**TASK DESCRIPTION:** Which of the lines below contain the string "other"? Pull each one out of the data.

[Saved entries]
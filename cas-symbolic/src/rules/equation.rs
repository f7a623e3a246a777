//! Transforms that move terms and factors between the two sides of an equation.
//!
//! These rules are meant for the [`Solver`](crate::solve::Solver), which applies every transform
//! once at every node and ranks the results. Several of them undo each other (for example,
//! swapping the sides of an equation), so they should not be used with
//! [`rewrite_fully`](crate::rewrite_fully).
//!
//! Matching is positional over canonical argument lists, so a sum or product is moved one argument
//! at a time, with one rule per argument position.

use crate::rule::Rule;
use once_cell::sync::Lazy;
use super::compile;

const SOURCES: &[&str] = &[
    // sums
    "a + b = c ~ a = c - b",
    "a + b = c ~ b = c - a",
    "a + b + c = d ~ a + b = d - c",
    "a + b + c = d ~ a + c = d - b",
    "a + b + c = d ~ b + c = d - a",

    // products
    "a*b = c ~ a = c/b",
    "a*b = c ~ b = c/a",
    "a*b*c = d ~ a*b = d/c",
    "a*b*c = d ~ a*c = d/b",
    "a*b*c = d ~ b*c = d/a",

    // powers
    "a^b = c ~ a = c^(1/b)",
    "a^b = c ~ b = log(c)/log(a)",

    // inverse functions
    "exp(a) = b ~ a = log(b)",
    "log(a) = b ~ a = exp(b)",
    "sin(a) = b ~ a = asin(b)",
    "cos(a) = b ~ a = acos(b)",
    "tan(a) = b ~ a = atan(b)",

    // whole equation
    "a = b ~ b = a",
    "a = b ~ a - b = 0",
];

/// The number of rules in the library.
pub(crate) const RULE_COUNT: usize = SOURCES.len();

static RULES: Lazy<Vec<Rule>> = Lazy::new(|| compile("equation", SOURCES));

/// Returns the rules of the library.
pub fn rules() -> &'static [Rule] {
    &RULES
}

==

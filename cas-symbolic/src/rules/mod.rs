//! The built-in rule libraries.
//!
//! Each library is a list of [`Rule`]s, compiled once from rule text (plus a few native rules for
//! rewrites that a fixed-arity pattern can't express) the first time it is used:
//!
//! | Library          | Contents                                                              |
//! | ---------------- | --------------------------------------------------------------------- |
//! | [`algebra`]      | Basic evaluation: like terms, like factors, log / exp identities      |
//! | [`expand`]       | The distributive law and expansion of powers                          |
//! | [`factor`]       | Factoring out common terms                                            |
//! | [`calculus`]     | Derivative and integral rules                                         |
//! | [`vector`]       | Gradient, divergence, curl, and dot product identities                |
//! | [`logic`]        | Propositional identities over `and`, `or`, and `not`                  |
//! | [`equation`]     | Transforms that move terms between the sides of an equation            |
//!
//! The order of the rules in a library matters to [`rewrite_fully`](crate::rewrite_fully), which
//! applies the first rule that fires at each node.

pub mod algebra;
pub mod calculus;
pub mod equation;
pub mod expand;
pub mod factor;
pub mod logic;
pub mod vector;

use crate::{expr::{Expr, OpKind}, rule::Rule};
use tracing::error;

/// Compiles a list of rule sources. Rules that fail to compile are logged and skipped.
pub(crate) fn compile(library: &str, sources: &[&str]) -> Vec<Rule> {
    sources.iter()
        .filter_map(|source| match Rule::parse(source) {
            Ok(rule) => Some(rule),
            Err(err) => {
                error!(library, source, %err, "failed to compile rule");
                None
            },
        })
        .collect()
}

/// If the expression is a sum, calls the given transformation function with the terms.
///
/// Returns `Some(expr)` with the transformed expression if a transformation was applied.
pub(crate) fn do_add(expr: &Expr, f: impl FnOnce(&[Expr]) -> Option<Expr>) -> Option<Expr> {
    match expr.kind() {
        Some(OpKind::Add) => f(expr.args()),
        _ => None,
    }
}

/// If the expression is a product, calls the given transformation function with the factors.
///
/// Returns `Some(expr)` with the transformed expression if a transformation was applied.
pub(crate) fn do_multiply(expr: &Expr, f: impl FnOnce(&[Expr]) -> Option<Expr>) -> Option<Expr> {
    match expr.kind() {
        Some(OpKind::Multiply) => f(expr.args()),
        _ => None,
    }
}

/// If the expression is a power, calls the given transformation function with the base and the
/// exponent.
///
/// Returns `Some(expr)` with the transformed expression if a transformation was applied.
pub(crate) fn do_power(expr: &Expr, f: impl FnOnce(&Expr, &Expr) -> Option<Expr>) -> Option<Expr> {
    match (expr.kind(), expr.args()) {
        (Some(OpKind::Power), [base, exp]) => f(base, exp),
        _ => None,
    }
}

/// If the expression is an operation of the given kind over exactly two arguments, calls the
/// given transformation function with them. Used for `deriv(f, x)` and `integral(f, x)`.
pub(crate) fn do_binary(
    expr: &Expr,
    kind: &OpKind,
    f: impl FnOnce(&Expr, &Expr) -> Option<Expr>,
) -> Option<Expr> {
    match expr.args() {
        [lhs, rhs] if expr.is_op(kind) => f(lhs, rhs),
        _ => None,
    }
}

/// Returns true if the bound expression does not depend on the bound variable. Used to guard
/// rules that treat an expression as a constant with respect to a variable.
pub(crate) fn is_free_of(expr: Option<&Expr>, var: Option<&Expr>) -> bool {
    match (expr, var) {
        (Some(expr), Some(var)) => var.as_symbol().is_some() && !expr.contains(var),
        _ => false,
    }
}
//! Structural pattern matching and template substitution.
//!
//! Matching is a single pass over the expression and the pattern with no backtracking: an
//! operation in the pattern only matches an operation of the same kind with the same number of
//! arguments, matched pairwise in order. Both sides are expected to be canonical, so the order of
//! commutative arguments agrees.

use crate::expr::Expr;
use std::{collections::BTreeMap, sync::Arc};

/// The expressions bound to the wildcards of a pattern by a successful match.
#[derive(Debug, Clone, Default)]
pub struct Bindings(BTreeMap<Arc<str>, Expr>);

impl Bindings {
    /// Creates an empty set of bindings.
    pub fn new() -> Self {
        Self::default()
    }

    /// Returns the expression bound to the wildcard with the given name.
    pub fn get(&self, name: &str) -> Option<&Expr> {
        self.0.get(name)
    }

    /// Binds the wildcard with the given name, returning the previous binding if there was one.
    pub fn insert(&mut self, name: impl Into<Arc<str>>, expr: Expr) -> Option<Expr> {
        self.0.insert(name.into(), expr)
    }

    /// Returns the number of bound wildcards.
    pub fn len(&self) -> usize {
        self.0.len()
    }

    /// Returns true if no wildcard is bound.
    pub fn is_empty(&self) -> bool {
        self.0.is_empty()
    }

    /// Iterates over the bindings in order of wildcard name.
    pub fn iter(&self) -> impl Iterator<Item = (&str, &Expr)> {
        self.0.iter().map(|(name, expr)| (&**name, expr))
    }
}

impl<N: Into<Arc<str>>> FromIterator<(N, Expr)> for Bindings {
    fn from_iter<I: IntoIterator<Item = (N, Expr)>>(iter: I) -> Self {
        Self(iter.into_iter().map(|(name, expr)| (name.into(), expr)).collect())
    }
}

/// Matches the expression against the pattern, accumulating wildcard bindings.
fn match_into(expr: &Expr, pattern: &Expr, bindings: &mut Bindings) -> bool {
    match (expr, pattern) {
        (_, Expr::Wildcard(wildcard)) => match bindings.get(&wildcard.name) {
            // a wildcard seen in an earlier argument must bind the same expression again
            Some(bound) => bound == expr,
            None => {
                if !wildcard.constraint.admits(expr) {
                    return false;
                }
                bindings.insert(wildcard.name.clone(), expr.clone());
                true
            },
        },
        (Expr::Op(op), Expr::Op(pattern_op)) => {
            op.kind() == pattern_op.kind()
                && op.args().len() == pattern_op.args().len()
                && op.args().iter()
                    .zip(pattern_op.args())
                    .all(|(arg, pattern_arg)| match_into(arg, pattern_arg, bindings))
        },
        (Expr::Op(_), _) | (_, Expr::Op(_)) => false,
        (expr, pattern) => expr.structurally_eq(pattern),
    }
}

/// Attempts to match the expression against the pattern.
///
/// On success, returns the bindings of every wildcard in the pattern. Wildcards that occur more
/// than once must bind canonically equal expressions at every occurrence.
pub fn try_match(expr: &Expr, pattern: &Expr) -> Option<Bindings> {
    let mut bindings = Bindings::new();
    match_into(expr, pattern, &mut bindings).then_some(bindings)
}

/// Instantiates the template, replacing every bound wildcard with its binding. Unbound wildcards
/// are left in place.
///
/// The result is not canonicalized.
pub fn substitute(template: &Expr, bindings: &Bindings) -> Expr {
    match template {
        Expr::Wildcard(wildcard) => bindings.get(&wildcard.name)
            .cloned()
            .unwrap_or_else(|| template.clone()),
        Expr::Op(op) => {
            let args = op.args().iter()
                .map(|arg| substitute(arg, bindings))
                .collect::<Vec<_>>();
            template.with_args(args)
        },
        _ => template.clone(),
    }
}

* * *

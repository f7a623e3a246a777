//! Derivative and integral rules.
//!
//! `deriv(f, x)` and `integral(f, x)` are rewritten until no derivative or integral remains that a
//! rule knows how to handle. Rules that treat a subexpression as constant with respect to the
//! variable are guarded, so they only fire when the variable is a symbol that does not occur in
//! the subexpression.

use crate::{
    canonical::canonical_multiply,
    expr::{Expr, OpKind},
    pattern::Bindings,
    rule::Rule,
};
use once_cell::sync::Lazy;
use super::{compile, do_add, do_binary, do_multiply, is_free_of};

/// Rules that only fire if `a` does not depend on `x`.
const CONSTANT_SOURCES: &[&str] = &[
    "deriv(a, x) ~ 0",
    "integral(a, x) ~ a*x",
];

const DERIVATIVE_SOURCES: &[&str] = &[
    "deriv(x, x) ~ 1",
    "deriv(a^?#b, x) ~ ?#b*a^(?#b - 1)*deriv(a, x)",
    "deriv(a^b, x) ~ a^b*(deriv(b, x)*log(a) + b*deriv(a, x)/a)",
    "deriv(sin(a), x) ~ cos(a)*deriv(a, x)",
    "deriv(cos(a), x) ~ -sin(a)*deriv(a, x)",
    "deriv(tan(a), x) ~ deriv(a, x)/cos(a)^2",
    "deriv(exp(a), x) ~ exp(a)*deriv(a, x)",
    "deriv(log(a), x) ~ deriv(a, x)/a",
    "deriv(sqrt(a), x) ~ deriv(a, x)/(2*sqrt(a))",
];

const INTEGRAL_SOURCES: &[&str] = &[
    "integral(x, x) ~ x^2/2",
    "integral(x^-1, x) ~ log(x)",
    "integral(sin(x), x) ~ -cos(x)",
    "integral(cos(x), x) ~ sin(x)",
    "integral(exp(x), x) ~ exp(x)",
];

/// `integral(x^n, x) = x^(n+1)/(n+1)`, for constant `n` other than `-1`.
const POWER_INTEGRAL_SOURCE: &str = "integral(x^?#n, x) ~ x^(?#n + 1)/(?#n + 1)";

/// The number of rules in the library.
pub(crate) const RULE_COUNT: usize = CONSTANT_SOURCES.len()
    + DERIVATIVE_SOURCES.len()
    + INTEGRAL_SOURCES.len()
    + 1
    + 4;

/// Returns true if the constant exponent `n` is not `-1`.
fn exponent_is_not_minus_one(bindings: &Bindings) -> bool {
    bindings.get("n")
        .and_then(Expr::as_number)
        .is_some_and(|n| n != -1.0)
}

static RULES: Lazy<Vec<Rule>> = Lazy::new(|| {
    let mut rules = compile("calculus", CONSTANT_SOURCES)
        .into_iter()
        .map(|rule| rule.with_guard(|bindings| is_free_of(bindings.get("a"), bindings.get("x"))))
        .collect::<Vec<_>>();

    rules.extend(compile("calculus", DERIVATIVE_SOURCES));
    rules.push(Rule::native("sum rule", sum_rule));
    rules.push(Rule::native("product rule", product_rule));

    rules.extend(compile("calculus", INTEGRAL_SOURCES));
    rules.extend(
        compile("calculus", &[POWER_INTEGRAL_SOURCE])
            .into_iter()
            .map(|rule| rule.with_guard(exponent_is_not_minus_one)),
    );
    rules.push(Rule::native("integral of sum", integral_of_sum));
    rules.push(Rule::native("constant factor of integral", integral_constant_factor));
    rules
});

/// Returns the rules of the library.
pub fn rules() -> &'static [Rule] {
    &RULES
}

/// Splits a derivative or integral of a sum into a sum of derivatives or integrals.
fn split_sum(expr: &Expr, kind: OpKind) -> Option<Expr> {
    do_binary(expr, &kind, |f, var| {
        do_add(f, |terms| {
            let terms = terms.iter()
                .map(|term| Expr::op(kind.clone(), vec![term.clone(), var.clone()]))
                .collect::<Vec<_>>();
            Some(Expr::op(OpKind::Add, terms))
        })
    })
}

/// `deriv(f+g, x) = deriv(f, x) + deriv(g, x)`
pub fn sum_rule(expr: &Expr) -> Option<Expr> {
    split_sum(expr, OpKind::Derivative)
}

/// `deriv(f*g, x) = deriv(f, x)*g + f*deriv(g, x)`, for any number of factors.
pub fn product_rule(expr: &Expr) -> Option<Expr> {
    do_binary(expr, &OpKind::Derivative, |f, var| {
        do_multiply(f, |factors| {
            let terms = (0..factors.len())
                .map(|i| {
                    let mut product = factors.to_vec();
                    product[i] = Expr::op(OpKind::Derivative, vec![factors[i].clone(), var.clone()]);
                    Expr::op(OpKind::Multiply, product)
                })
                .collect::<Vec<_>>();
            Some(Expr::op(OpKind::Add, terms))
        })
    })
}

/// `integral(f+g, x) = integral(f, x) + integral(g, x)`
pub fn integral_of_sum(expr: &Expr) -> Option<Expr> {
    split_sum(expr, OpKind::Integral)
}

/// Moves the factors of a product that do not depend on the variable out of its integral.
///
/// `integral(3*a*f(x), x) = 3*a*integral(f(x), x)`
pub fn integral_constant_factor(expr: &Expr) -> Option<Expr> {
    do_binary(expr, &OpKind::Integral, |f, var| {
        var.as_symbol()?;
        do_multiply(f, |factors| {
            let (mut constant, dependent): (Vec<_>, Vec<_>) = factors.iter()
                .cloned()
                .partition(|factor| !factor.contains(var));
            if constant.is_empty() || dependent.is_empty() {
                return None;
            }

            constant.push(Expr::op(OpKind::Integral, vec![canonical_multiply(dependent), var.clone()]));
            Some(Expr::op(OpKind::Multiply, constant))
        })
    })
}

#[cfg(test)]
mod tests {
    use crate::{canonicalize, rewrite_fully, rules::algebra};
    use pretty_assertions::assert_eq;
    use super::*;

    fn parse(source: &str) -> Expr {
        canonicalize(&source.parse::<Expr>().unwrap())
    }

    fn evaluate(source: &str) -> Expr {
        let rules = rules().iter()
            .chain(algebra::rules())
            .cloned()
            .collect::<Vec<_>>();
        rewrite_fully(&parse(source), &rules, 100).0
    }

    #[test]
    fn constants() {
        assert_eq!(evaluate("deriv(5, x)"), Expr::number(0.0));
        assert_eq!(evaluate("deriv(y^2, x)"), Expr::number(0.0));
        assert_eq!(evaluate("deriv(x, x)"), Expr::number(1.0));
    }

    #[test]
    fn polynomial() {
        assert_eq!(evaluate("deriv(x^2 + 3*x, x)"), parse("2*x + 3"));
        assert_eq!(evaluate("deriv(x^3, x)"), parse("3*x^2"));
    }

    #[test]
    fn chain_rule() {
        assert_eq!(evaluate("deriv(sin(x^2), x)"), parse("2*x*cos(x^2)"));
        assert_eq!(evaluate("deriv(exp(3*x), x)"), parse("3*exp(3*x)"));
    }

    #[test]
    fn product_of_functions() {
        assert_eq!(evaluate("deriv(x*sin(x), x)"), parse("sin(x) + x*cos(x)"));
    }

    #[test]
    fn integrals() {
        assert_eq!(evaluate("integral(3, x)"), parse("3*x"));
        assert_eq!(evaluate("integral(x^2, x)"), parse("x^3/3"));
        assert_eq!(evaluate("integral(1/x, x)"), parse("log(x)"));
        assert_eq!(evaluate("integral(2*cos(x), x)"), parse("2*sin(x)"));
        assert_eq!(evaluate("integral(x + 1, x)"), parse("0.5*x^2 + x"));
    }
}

**OUTPUT FOR THIS EXERCISE:**
//! once at every node and ranks the results. Several of them undo each other (for example,
/// `integral(x^n, x) = x^(n+1)/(n+1)`, for constant `n` other than `-1`.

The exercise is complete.